Exercise prompt
Reproduce exactly, and only, the lines running from the start of the entries below to the line containing "countdown was resumed".
┏━━
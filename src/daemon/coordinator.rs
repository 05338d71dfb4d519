//! Tab coordinator for the Pomodoro tab timer.
//!
//! This module owns the three countdowns and decides which one is live:
//! - Active tab tracking and the fixed rotation used by "next"
//! - Tab switches (outgoing countdown is always reset)
//! - Settings application (every countdown is reconfigured)
//! - Tick routing to the subscribed countdown
//! - Event firing for notifications and other observers
//!
//! Every mutation that changes which countdown is live disarms the clock
//! before doing anything else, so at most one countdown ticks at a time.

use tokio::sync::mpsc;

use crate::types::{SessionKind, SessionRegistry, SessionUpdate, TimerSnapshot};

use super::countdown::{Countdown, CountdownEvent, CountdownTransition};
use super::tick::{Clock, Tick};

// ============================================================================
// TimerEvent
// ============================================================================

/// Timer events for notifications and external integrations.
#[derive(Debug, Clone, PartialEq, Eq)]
pub enum TimerEvent {
    /// A countdown started from idle
    Started { kind: SessionKind },
    /// A countdown was paused
    Paused { kind: SessionKind },
    /// A countdown was resumed
    Resumed { kind: SessionKind },
    /// One second elapsed on a running countdown
    Tick {
        kind: SessionKind,
        /// Remaining seconds after the tick
        remaining_seconds: u32,
    },
    /// A countdown reached zero (emitted once per transition)
    Finished { kind: SessionKind },
    /// A countdown returned to idle with a full session
    Reset { kind: SessionKind },
    /// The active tab changed
    TabChanged {
        from: SessionKind,
        to: SessionKind,
    },
    /// New session durations were applied
    SettingsApplied { sessions: SessionRegistry },
}

impl TimerEvent {
    fn from_transition(kind: SessionKind, transition: CountdownTransition) -> Self {
        match transition {
            CountdownTransition::Started => TimerEvent::Started { kind },
            CountdownTransition::Paused => TimerEvent::Paused { kind },
            CountdownTransition::Resumed => TimerEvent::Resumed { kind },
            CountdownTransition::Finished => TimerEvent::Finished { kind },
            CountdownTransition::Reset => TimerEvent::Reset { kind },
        }
    }
}

// ============================================================================
// TabCoordinator
// ============================================================================

/// Owns one countdown per session kind and the shared clock.
pub struct TabCoordinator<C: Clock> {
    /// Currently selected tab
    active: SessionKind,
    /// Configured durations
    registry: SessionRegistry,
    /// Countdowns indexed by `SessionKind::index`
    countdowns: [Countdown; 3],
    /// Shared tick source
    clock: C,
    /// Event sender channel
    event_tx: mpsc::UnboundedSender<TimerEvent>,
}

impl<C: Clock> TabCoordinator<C> {
    /// Creates a coordinator with the work tab active and every countdown idle.
    pub fn new(
        registry: SessionRegistry,
        clock: C,
        event_tx: mpsc::UnboundedSender<TimerEvent>,
    ) -> Self {
        let countdowns = SessionKind::ALL.map(|kind| Countdown::new(kind, registry.get(kind)));
        Self {
            active: SessionKind::Work,
            registry,
            countdowns,
            clock,
            event_tx,
        }
    }

    /// Selects the initial tab, e.g. the one restored from the settings file.
    ///
    /// Every countdown is still idle at construction, so nothing is reset.
    pub fn with_active(mut self, kind: SessionKind) -> Self {
        self.active = kind;
        self
    }

    // ------------------------------------------------------------------------
    // Read accessors
    // ------------------------------------------------------------------------

    pub fn active_kind(&self) -> SessionKind {
        self.active
    }

    pub fn registry(&self) -> &SessionRegistry {
        &self.registry
    }

    pub fn clock(&self) -> &C {
        &self.clock
    }

    /// The countdown of the active tab.
    pub fn active(&self) -> &Countdown {
        self.countdown(self.active)
    }

    pub fn countdown(&self, kind: SessionKind) -> &Countdown {
        &self.countdowns[kind.index()]
    }

    /// Live state of the active countdown.
    pub fn snapshot(&self) -> TimerSnapshot {
        let countdown = self.active();
        TimerSnapshot {
            active_kind: self.active,
            session: countdown.session(),
            remaining: countdown.remaining(),
            status: countdown.status(),
        }
    }

    // ------------------------------------------------------------------------
    // Playback
    // ------------------------------------------------------------------------

    /// Starts the active countdown. No-op unless it is idle.
    pub fn begin(&mut self) -> Option<CountdownTransition> {
        self.dispatch(self.active, CountdownEvent::Begin)
    }

    /// Pauses the active countdown. No-op unless it is running.
    pub fn pause(&mut self) -> Option<CountdownTransition> {
        self.dispatch(self.active, CountdownEvent::Pause)
    }

    /// Resumes the active countdown. No-op unless it is paused.
    pub fn resume(&mut self) -> Option<CountdownTransition> {
        self.dispatch(self.active, CountdownEvent::Resume)
    }

    /// Resets the active countdown to a full, idle session.
    pub fn reset(&mut self) -> Option<CountdownTransition> {
        self.dispatch(self.active, CountdownEvent::Reset)
    }

    /// Begins, pauses or resumes the active countdown depending on its status.
    pub fn toggle(&mut self) -> Option<CountdownTransition> {
        let kind = self.active;
        let transition = self.countdowns[kind.index()].toggle(&mut self.clock);
        self.emit_transition(kind, transition);
        transition
    }

    // ------------------------------------------------------------------------
    // Tabs and settings
    // ------------------------------------------------------------------------

    /// Makes `kind` the active tab.
    ///
    /// The outgoing countdown is reset; the incoming one is not started.
    pub fn change_active_tab(&mut self, kind: SessionKind) {
        self.clock.disarm();

        let from = self.active;
        self.dispatch(from, CountdownEvent::Reset);
        self.active = kind;

        tracing::debug!(%from, to = %kind, "active tab changed");
        self.emit(TimerEvent::TabChanged { from, to: kind });
    }

    /// Switches to the next tab in the rotation (work → short break → long break → work).
    pub fn next_tab(&mut self) {
        self.change_active_tab(self.active.next());
    }

    /// Applies new durations. Kinds missing from `update` keep their current
    /// length. Every countdown is reset to idle; in-progress time is
    /// discarded. The active tab is unchanged.
    pub fn apply_settings(&mut self, update: &SessionUpdate) {
        self.clock.disarm();

        self.registry = self.registry.merged(update);
        for kind in SessionKind::ALL {
            let seconds = self.registry.get(kind);
            self.dispatch(kind, CountdownEvent::SetSession(seconds));
        }

        tracing::debug!(sessions = ?self.registry, "settings applied");
        self.emit(TimerEvent::SettingsApplied {
            sessions: self.registry,
        });
    }

    // ------------------------------------------------------------------------
    // Ticks
    // ------------------------------------------------------------------------

    /// Delivers a tick to every subscribed countdown.
    ///
    /// Ticks from a disarmed or superseded interval are dropped.
    pub fn on_tick(&mut self, tick: Tick) {
        if !self.clock.admits(tick) {
            tracing::trace!(epoch = tick.epoch, "stale tick dropped");
            return;
        }

        let subscribers = self.clock.subscribers().to_vec();
        for kind in subscribers {
            let countdown = &mut self.countdowns[kind.index()];
            let transition = countdown.tick(&mut self.clock);
            let remaining_seconds = countdown.remaining();

            self.emit(TimerEvent::Tick {
                kind,
                remaining_seconds,
            });
            self.emit_transition(kind, transition);
        }
    }

    // ------------------------------------------------------------------------
    // Internals
    // ------------------------------------------------------------------------

    fn dispatch(&mut self, kind: SessionKind, event: CountdownEvent) -> Option<CountdownTransition> {
        let transition = self.countdowns[kind.index()].dispatch(event, &mut self.clock);
        self.emit_transition(kind, transition);
        transition
    }

    fn emit_transition(&self, kind: SessionKind, transition: Option<CountdownTransition>) {
        if let Some(transition) = transition {
            if transition == CountdownTransition::Finished {
                tracing::info!(%kind, "session finished");
            }
            self.emit(TimerEvent::from_transition(kind, transition));
        }
    }

    fn emit(&self, event: TimerEvent) {
        if self.event_tx.send(event).is_err() {
            tracing::trace!("timer event receiver dropped");
        }
    }
}

// ============================================================================
// Tests
// ============================================================================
┗━━
Exercise output
filename src/daemon/coordinator.rs
repository 05338d71dfb4d519
//! Tab coordinator for the Pomodoro tab timer.
//!
//! This module owns the three countdowns and decides which one is live:
//! - Active tab tracking and the fixed rotation used by "next"
//! - Tab switches (outgoing countdown is always reset)
//! - Settings application (every countdown is reconfigured)
//! - Tick routing to the subscribed countdown
//! - Event firing for notifications and other observers
//!
//! Every mutation that changes which countdown is live disarms the clock
//! before doing anything else, so at most one countdown ticks at a time.

use tokio::sync::mpsc;

use crate::types::{SessionKind, SessionRegistry, SessionUpdate, TimerSnapshot};

use super::countdown::{Countdown, CountdownEvent, CountdownTransition};
use super::tick::{Clock, Tick};

// ============================================================================
// TimerEvent
// ============================================================================

/// Timer events for notifications and external integrations.
#[derive(Debug, Clone, PartialEq, Eq)]
pub enum TimerEvent {
    /// A countdown started from idle
    Started { kind: SessionKind },
    /// A countdown was paused
    Paused { kind: SessionKind },
    /// A countdown was resumed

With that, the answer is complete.